Octave-spanning visible supercontinuum generation from an aluminum nitride single crystal pumped by a 355 nm nanosecond pulse

Chunbo Li; Xikui Ren; Honglei Wu; Ruisheng Zheng; Junqing Zhao; Deqin Ouyang; Chenlin Du; Peiguang Yan; Shuangchen Ruan

doi:10.3788/COL201816.043201

Abstract

Supercontinuum generation (SC) of more than one octave spectrum spanning covering from 400 nm to 820 nm was achieved by pumping a piece of aluminum nitride (AIN) single crystal using a nanosecond 355 nm ultraviolet laser. The AlN with a thickness of

～ 0.8 mm

was grown by an optimized physical vapor transport technique and polished with solidification technology. Compared to previously reported ones, the achieved visible SC exhibited the broadest spectrum spanning from bulk materials pumped by a nanosecond pulse laser. The visible supercontinuum in AlN presents new opportunities for bulk material-based white light SC and may find more potential applications beyond typical applications in integrated semiconductive photoelectronic devices.

As a source of coherent broadband light, the supercontinuum (SC) has been studied for more than four decades due to its vast variety of applications, such as spectroscopy, white light microscopy, optical frequency comb, and being a seed source for optical parametric amplification of ultrashort pulses.

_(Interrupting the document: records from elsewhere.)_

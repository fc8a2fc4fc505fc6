//! OAuth 2.0 engine seam consumed by the strategy.
//!
//! The engine owns everything protocol-shaped: building the authorization redirect (state and
//! optional PKCE), exchanging the returned code for tokens, and performing authenticated reads.
//! [`BasicEngine`] is the default implementation on top of the `oauth2` crate; hosts with their
//! own OAuth stack implement [`OAuth2Engine`] directly.

mod basic;
mod session;

pub use basic::*;
pub use session::*;

// self
use crate::{
	_prelude::*,
	auth::{TokenGrant, TokenSecret},
	error::TransportError,
};

/// Boxed future returned by engine operations that surface strategy errors.
pub type EngineFuture<'a, T> = Pin<Box<dyn Future<Output = Result<T>> + 'a + Send>>;
/// Boxed future returned by [`OAuth2Engine::get`].
pub type TransportFuture<'a, T> =
	Pin<Box<dyn Future<Output = Result<T, TransportError>> + 'a + Send>>;

/// Protocol operations the strategy delegates to.
pub trait OAuth2Engine: Send + Sync {
	/// Builds the redirect the user agent should follow, requesting `scope`.
	fn authorization_request(&self, scope: &[String]) -> AuthorizationRequest;

	/// Exchanges an authorization code issued for `pending`.
	fn exchange_code<'a>(
		&'a self,
		code: &'a str,
		pending: &'a AuthorizationRequest,
	) -> EngineFuture<'a, TokenGrant>;

	/// Performs one authenticated GET against `url`, returning the body of a 2xx response.
	///
	/// Non-success statuses are reported as [`TransportError::Status`].
	fn get<'a>(
		&'a self,
		url: &'a str,
		access_token: &'a TokenSecret,
	) -> TransportFuture<'a, Vec<u8>>;
}
impl<E> OAuth2Engine for Arc<E>
where
	E: ?Sized + OAuth2Engine,
{
	fn authorization_request(&self, scope: &[String]) -> AuthorizationRequest {
		(**self).authorization_request(scope)
	}

	fn exchange_code<'a>(
		&'a self,
		code: &'a str,
		pending: &'a AuthorizationRequest,
	) -> EngineFuture<'a, TokenGrant> {
		(**self).exchange_code(code, pending)
	}

	fn get<'a>(
		&'a self,
		url: &'a str,
		access_token: &'a TokenSecret,
	) -> TransportFuture<'a, Vec<u8>> {
		(**self).get(url, access_token)
	}
}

Many SC sources with a spectrum spanning broader than one octave of bandwidth have been demonstrated by using fibers or bulk solid state samples pumped by femtosecond, picosecond, or nanosecond laser pulses^[1–7]. Several nonlinear optical effects, such as self-phase modulation (SPM), stimulated Raman scattering (SRS), four-wave mixing (FWM), modulation instability (MI), and soliton splitting, typically contribute to the overall propagation dynamics mechanisms for SC generation. The studies on SC generation in the past decades have mostly been explored in fibers, especially in photonic crystals and chalcogenide fibers^[1,8–15]. However, there are intrinsic peak power limitation issues on fiber-based SC generation. The power handling capability of some nonlinear optical bulk materials presents new opportunities for SC generation in the normal and anomalous group velocity dispersion regimes and shows no confinement loss with wavelength^{[2,4,5,16–21]}.

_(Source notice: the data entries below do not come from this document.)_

//! The Nirror login strategy.
//!
//! [`NirrorStrategy`] owns a resolved [`StrategyConfig`], an [`OAuth2Engine`], and the host's
//! [`Verify`] callback. A login attempt is two calls: [`NirrorStrategy::authorization_request`]
//! before redirecting the user agent, then [`NirrorStrategy::authenticate`] with the redirect's
//! query parameters. The profile fetch in between runs exactly once per attempt.

// self
use crate::{
	_prelude::*,
	auth::{TokenGrant, TokenSecret},
	config::{STRATEGY_NAME, StrategyConfig},
	engine::{AuthorizationRequest, OAuth2Engine},
	obs::{Outcome, Stage, StageSpan},
	profile::{NormalizedProfile, ProfileFuture, ProfileProvider},
};
#[cfg(feature = "reqwest")]
use crate::{config::StrategyOptions, engine::ReqwestEngine};

/// Boxed future returned by [`Verify::verify`].
pub type VerifyFuture<'a, U> =
	Pin<Box<dyn Future<Output = Result<Option<U>, BoxError>> + 'a + Send>>;

/// Everything the verify callback receives for one login attempt.
#[derive(Clone, Debug)]
pub struct VerifyRequest {
	/// Access token issued by Nirror.
	pub access_token: TokenSecret,
	/// Refresh token, when issued.
	pub refresh_token: Option<TokenSecret>,
	/// Normalized profile of the signed-in account.
	pub profile: NormalizedProfile,
}

/// Host callback that maps a Nirror identity onto an application user.
///
/// Return `Ok(None)` when the credentials should not sign anyone in, and `Err` for failures.
/// Any `Fn(VerifyRequest) -> impl Future` closure implements the trait.
pub trait Verify: Send + Sync {
	/// Application user type.
	type User: Send;

	/// Looks up or creates the user for `request`.
	fn verify(&self, request: VerifyRequest) -> VerifyFuture<'_, Self::User>;
}
impl<F, Fut, U> Verify for F
where
	F: Send + Sync + Fn(VerifyRequest) -> Fut,
	Fut: 'static + Send + Future<Output = Result<Option<U>, BoxError>>,
	U: Send,
{
	type User = U;

	fn verify(&self, request: VerifyRequest) -> VerifyFuture<'_, Self::User> {
		Box::pin(self(request))
	}
}

/// Query parameters Nirror appends to the callback URL.
#[derive(Clone, Debug, Default, PartialEq, Eq, Serialize, Deserialize)]
#[serde(default)]
pub struct AuthorizationCallback {
	/// Authorization code.
	pub code: Option<String>,
	/// Returned state.
	pub state: Option<String>,
	/// OAuth error code (e.g. `access_denied`).
	pub error: Option<String>,
	/// Human-readable error description.
	pub error_description: Option<String>,
}
impl AuthorizationCallback {
	/// Extracts the callback parameters from a redirect URL.
	pub fn from_redirect(url: &Url) -> Self {
		let mut callback = Self::default();

		for (key, value) in url.query_pairs() {
			let slot = match key.as_ref() {
				"code" => &mut callback.code,
				"state" => &mut callback.state,
				"error" => &mut callback.error,
				"error_description" => &mut callback.error_description,
				_ => continue,
			};

			*slot = Some(value.into_owned());
		}

		callback
	}
}

/// Result of a completed login attempt.
#[derive(Clone, Debug, PartialEq, Eq)]
pub enum AuthOutcome<U> {
	/// Verify callback accepted the identity.
	Authenticated(U),
	/// Verify callback returned no user.
	Rejected,
	/// The user declined the consent screen.
	Denied {
		/// Provider-supplied description, if any.
		description: Option<String>,
	},
}

/// Nirror OAuth 2.0 strategy.
pub struct NirrorStrategy<E, V> {
	config: StrategyConfig,
	engine: E,
	verify: V,
}
#[cfg(feature = "reqwest")]
impl<V> NirrorStrategy<ReqwestEngine, V>
where
	V: Verify,
{
	/// Resolves `options` and builds the default reqwest-backed engine.
	pub fn new(options: StrategyOptions, verify: V) -> Result<Self> {
		let config = options.resolve();
		let engine = ReqwestEngine::reqwest(&config)?;

		Ok(Self::with_engine(config, engine, verify))
	}
}
impl<E, V> NirrorStrategy<E, V>
where
	E: OAuth2Engine,
	V: Verify,
{
	/// Composes a strategy from a resolved configuration and any engine.
	pub fn with_engine(config: StrategyConfig, engine: E, verify: V) -> Self {
		Self { config, engine, verify }
	}

	/// Name used by hosts to look the strategy up.
	pub fn name(&self) -> &'static str {
		STRATEGY_NAME
	}

	/// Resolved configuration.
	pub fn config(&self) -> &StrategyConfig {
		&self.config
	}

	/// Underlying engine.
	pub fn engine(&self) -> &E {
		&self.engine
	}

	/// Starts a login attempt using the configured scopes.
	pub fn authorization_request(&self) -> AuthorizationRequest {
		self.authorization_request_with_scope(&self.config.scope)
	}

	/// Starts a login attempt requesting `scope` instead of the configured scopes.
	pub fn authorization_request_with_scope(&self, scope: &[String]) -> AuthorizationRequest {
		let stage = StageSpan::open(Stage::Authorize, "authorization_request");
		let request = stage.in_scope(|| self.engine.authorization_request(scope));

		stage.complete(Outcome::Success);

		request
	}

	/// Completes a login attempt from the redirect parameters.
	pub async fn authenticate(
		&self,
		pending: &AuthorizationRequest,
		callback: AuthorizationCallback,
	) -> Result<AuthOutcome<V::User>> {
		if let Some(error) = callback.error {
			if error == "access_denied" {
				return Ok(AuthOutcome::Denied { description: callback.error_description });
			}

			return Err(Error::Authorization { error, description: callback.error_description });
		}

		pending.validate_state(callback.state.as_deref())?;

		let code = callback.code.ok_or(Error::MissingAuthorizationCode)?;
		let grant = self.exchange(&code, pending).await?;
		let profile = self.user_profile(&grant.access_token).await?;

		self.run_verify(grant, profile).await
	}

	async fn exchange(&self, code: &str, pending: &AuthorizationRequest) -> Result<TokenGrant> {
		let stage = StageSpan::open(Stage::Exchange, "authenticate");
		let result = stage.instrument(self.engine.exchange_code(code, pending)).await;

		stage.finish(&result);

		result
	}

	async fn fetch_profile(&self, access_token: &TokenSecret) -> Result<NormalizedProfile> {
		let stage = StageSpan::open(Stage::Profile, "user_profile");
		let result: Result<NormalizedProfile> = stage
			.instrument(async {
				let body = self
					.engine
					.get(&self.config.profile_url, access_token)
					.await
					.map_err(|source| Error::ProfileFetch { source })?;

				Ok(NormalizedProfile::from_bytes(body)?)
			})
			.await;

		stage.finish(&result);

		result
	}

	async fn run_verify(
		&self,
		grant: TokenGrant,
		profile: NormalizedProfile,
	) -> Result<AuthOutcome<V::User>> {
		let stage = StageSpan::open(Stage::Verify, "authenticate");
		let request = VerifyRequest {
			access_token: grant.access_token,
			refresh_token: grant.refresh_token,
			profile,
		};
		let result = stage
			.instrument(self.verify.verify(request))
			.await
			.map_err(|source| Error::Verify { source });

		stage.finish(&result);

		Ok(match result? {
			Some(user) => AuthOutcome::Authenticated(user),
			None => AuthOutcome::Rejected,
		})
	}
}
impl<E, V> ProfileProvider for NirrorStrategy<E, V>
where
	E: OAuth2Engine,
	V: Verify,
{
	fn user_profile<'a>(&'a self, access_token: &'a TokenSecret) -> ProfileFuture<'a> {
		Box::pin(self.fetch_profile(access_token))
	}
}
impl<E, V> Debug for NirrorStrategy<E, V>
where
	E: Debug,
{
	fn fmt(&self, f: &mut Formatter) -> FmtResult {
		f.debug_struct("NirrorStrategy")
			.field("name", &STRATEGY_NAME)
			.field("config", &self.config)
			.field("engine", &self.engine)
			.finish()
	}
}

Aluminum nitride (AIN) possesses many fascinating properties, such as high thermal conductivity ( $340 W \cdot m^{- 1} \cdot K^{- 1}$ ) and melting point (3546°C), which greatly improve the heat dissipation and thus enhance the power handling capability. Meanwhile, the low dielectric constant and good mechanical strength are also important characteristics for optical applications^[12–26]. In recent years, tremendous efforts have been devoted to its luminescence properties, including photoluminescence, cathodoluminescence, afterglow luminescence, thermoluminescence, and optically stimulated luminescence^[27–31]. Advantageously, AlN, as a nonlinear optical material with a large nonlinear coefficient, a wide range of transparency, a high optical damage threshold, and good thermal stability, has also gained much attention to its nonlinear properties^[32–34]. Compared to silica ( $n_{2} = 2.6 \times 10^{- 20} m^{2} / W$ ), the second-order optical nonlinearity of AlN^[35] [ $n_{2} = (2.3 \pm 1.5) \times 10^{- 19} m^{2} / W$ ] is approximately an order larger in magnitude. However, to the best of our knowledge, there are no experimental or theoretical reports on the SC generation based on AlN.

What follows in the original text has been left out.